‘Intervista a Daniele e Marco Delfinetti: Come cambia il mercato immobiliare ai tempi del virus

Comprare casa in tempo di Covid? Sicuramente è diventato più difficile.

Il mercato immobiliare non risente soltanto del momento di crisi economica: un’altra componente che penalizza il settore è infatti legata alla comprensibile paura del contagio. Chi ha venduto un’abitazione sa che per arrivare alla firma del contratto è necessario a­prire le porte della propria a­bitazione a una schiera di sconosciuti, più o meno interessati all’acquisto. In tempi di pandemia, si tratta di una paura assolutamente giustificata, a maggior ragione quando l’abitazione da visitare è abitata da bambini o persone anziane. Come ovviare a questo problema? Attraverso l’adozione di una serie di misure in grado di tutelare sia i venditori che gli acquirenti interessati.

Pioniera di questo adattamento all’e­mergenza in corso è l’agenzia Delfinetti di Alba. Come spiega il titolare Daniele Delfinetti: «Ci siamo adattati alle esigenze del momento. Quando entriamo in un’a­bi­ta­zione con degli acquirenti interessati, siamo tutti dotati di tutti i dispositivi di sicurezza igenico-sanitari, mascherina, guanti, calzari e ovviamente gel disinfettante.

Questo per lasciare il proprietario in assoluta sicurezza e riducendo allo zero la possibilità di un ipotetico rischio contagio. Non solo. Anche le trattative vengono fatte a distanza, riducendo o eliminando ogni occasione di incontro diretto, così da arrivare ad una conclusione favorevole per le parti con preliminare a firme differenziate e incontro solo più al rogito presso il notaio di fiducia».
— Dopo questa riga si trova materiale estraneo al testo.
use gdal::Dataset;
use gdal::errors::GdalError as GdalCrateError;
use gdal::spatial_ref::{AxisMappingStrategy, CoordTransform, SpatialRef};
use ndarray::Array2;
use std::path::{Path, PathBuf};
use thiserror::Error;
use tracing::debug;

use crate::types::GeoBounds;

/// EPSG code of the geodetic frame used for mapping (WGS 84 longitude/latitude)
pub const GEODETIC_EPSG: u32 = 4326;

/// Errors encountered when using GDAL reader
#[derive(Debug, Error)]
pub enum GdalError {
    #[error("GDAL error: {0}")]
    Gdal(#[from] GdalCrateError),
    #[error("Unsupported format: {0}")]
    UnsupportedFormat(String),
    #[error("Dimension mismatch: expected {0}x{1}, got {2} samples")]
    DimensionMismatch(usize, usize, usize),
}

/// Metadata extracted from a GDAL-supported raster
#[derive(Debug, Clone)]
pub struct RasterMetadata {
    pub path: PathBuf,
    /// Width (pixels) of the raster
    pub size_x: usize,
    /// Height (lines) of the raster
    pub size_y: usize,
    /// Number of raster bands
    pub bands: usize,
    /// Affine geotransform coefficients ([origin_x, pixel_width, rot_x, origin_y, rot_y, pixel_height])
    pub geotransform: [f64; 6],
    /// Projection as `EPSG:XXXX` when an authority code is present, WKT otherwise
    pub projection: String,
    /// Full projection WKT
    pub wkt: String,
    /// Nodata value declared by the first band, if any
    pub nodata: Option<f64>,
}

/// Reader for single-band georeferenced rasters (e.g. Landsat GeoTIFF bands)
pub struct RasterReader {
    pub dataset: Dataset,
    pub metadata: RasterMetadata,
}

// Helper to extract EPSG code from WKT authority tag
fn parse_epsg(wkt: &str) -> Option<String> {
    const KEY: &str = "AUTHORITY[\"EPSG\",\"";
    if let Some(idx) = wkt.rfind(KEY) {
        let start = idx + KEY.len();
        if let Some(end) = wkt[start..].find('"') {
            let code = &wkt[start..start + end];
            return Some(format!("EPSG:{}", code));
        }
    }
    None
}

/// Copy of `srs` with (x, y) = (easting/longitude, northing/latitude) axis order.
fn traditional_axis_order(srs: &SpatialRef) -> SpatialRef {
    let mut srs = srs.clone();
    srs.set_axis_mapping_strategy(AxisMappingStrategy::TraditionalGisOrder);
    srs
}

/// Bounds (min_x, min_y, max_x, max_y) covered by a raster of `size_x` by `size_y` pixels.
pub fn bounds_from_geotransform(gt: [f64; 6], size_x: usize, size_y: usize) -> [f64; 4] {
    let corners = [(0.0, 0.0), (size_x as f64, 0.0), (0.0, size_y as f64), (size_x as f64, size_y as f64)];
    let mut b = [f64::INFINITY, f64::INFINITY, f64::NEG_INFINITY, f64::NEG_INFINITY];
    for (px, py) in corners {
        let x = gt[0] + px * gt[1] + py * gt[2];
        let y = gt[3] + px * gt[4] + py * gt[5];
        b[0] = b[0].min(x);
        b[1] = b[1].min(y);
        b[2] = b[2].max(x);
        b[3] = b[3].max(y);
    }
    b
}

/// Reproject a bounding box between coordinate systems, densifying the edges.
pub fn reproject_bounds(
    bounds: [f64; 4],
    from: &SpatialRef,
    to: &SpatialRef,
) -> Result<[f64; 4], GdalError> {
    let from = traditional_axis_order(from);
    let to = traditional_axis_order(to);
    let transform = CoordTransform::new(&from, &to)?;
    let out = transform.transform_bounds(&bounds, 21)?;
    debug!("Reprojected bounds {:?} -> {:?}", bounds, out);
    Ok(out)
}

impl RasterReader {
    /// Open a GDAL-supported raster (GeoTIFF for Landsat bands)
    pub fn open<P: AsRef<Path>>(path: P) -> Result<Self, GdalError> {
        let dataset = Dataset::open(path.as_ref())?;
        let (size_x, size_y) = dataset.raster_size();
        let bands = dataset.raster_count() as usize;
        if bands == 0 {
            return Err(GdalError::UnsupportedFormat("No raster bands found".into()));
        }
        let geotransform = match dataset.geo_transform() {
            Ok(gt) => gt,
            Err(_) => [0.0, 1.0, 0.0, 0.0, 0.0, 1.0],
        };
        let wkt = dataset.projection();
        let projection = if wkt.starts_with("EPSG:") {
            wkt.clone()
        } else if let Some(code) = parse_epsg(&wkt) {
            code
        } else {
            wkt.clone()
        };
        let nodata = dataset.rasterband(1)?.no_data_value();
        debug!(
            "Opened {:?}: {}x{} px, {} band(s), projection {}, nodata {:?}",
            path.as_ref(),
            size_x,
            size_y,
            bands,
            projection,
            nodata
        );
        Ok(RasterReader {
            dataset,
            metadata: RasterMetadata {
                path: path.as_ref().to_path_buf(),
                size_x,
                size_y,
                bands,
                geotransform,
                projection,
                wkt,
                nodata,
            },
        })
    }

    /// Read a single band (1-based index) as an f64 ndarray of shape (height, width)
    pub fn read_band(&self, index: usize) -> Result<Array2<f64>, GdalError> {
        if index == 0 || index > self.metadata.bands {
            return Err(GdalError::UnsupportedFormat(format!(
                "Band index {} out of range",
                index
            )));
        }
        let band = self.dataset.rasterband(index)?;
        let window = (self.metadata.size_x, self.metadata.size_y);
        let buf = band.read_as::<f64>((0, 0), window, window, None)?;
        let data_vec = buf.data().to_vec();
        let len = data_vec.len();
        Array2::from_shape_vec((self.metadata.size_y, self.metadata.size_x), data_vec).map_err(|_| {
            GdalError::DimensionMismatch(self.metadata.size_x, self.metadata.size_y, len)
        })
    }

    /// Footprint in the raster's own coordinate system: (min_x, min_y, max_x, max_y)
    pub fn native_bounds(&self) -> [f64; 4] {
        bounds_from_geotransform(
            self.metadata.geotransform,
            self.metadata.size_x,
            self.metadata.size_y,
        )
    }

    pub fn spatial_ref(&self) -> Result<SpatialRef, GdalError> {
        Ok(self.dataset.spatial_ref()?)
    }

    /// Footprint reprojected to geodetic longitude/latitude
    pub fn geodetic_bounds(&self) -> Result<GeoBounds, GdalError> {
        let from = self.spatial_ref()?;
        let to = SpatialRef::from_epsg(GEODETIC_EPSG)?;
        let b = reproject_bounds(self.native_bounds(), &from, &to)?;
        Ok(GeoBounds::from_array(b))
    }
}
Ma non sono soltanto queste le strategie adottate dall’A­gen­zia Delfinetti. «Vogliamo che la visita dell’alloggio sia l’ultimo step di un percorso che ha selezionato soltanto quelle persone realmente interessate all’acquisto. Cioè se quest’ultimo soddisfa realmente tutte le loro richieste, dalla posizione alla metratura al budget. E questo consente di far risparmiare tempo sia al venditore che all’acquirente. In questo contesto, stiamo sviluppando sempre più lo strumento dei virtual tour, con i più sofisticati strumenti tecnologici. In questo modo le persone, prima di vedere l’abitazione, saranno già consapevoli dei lati positivi e negativi dell’immobile nei minimi particolari, così da ridurre le visite ai soli clienti realmente interessati all’acquisto».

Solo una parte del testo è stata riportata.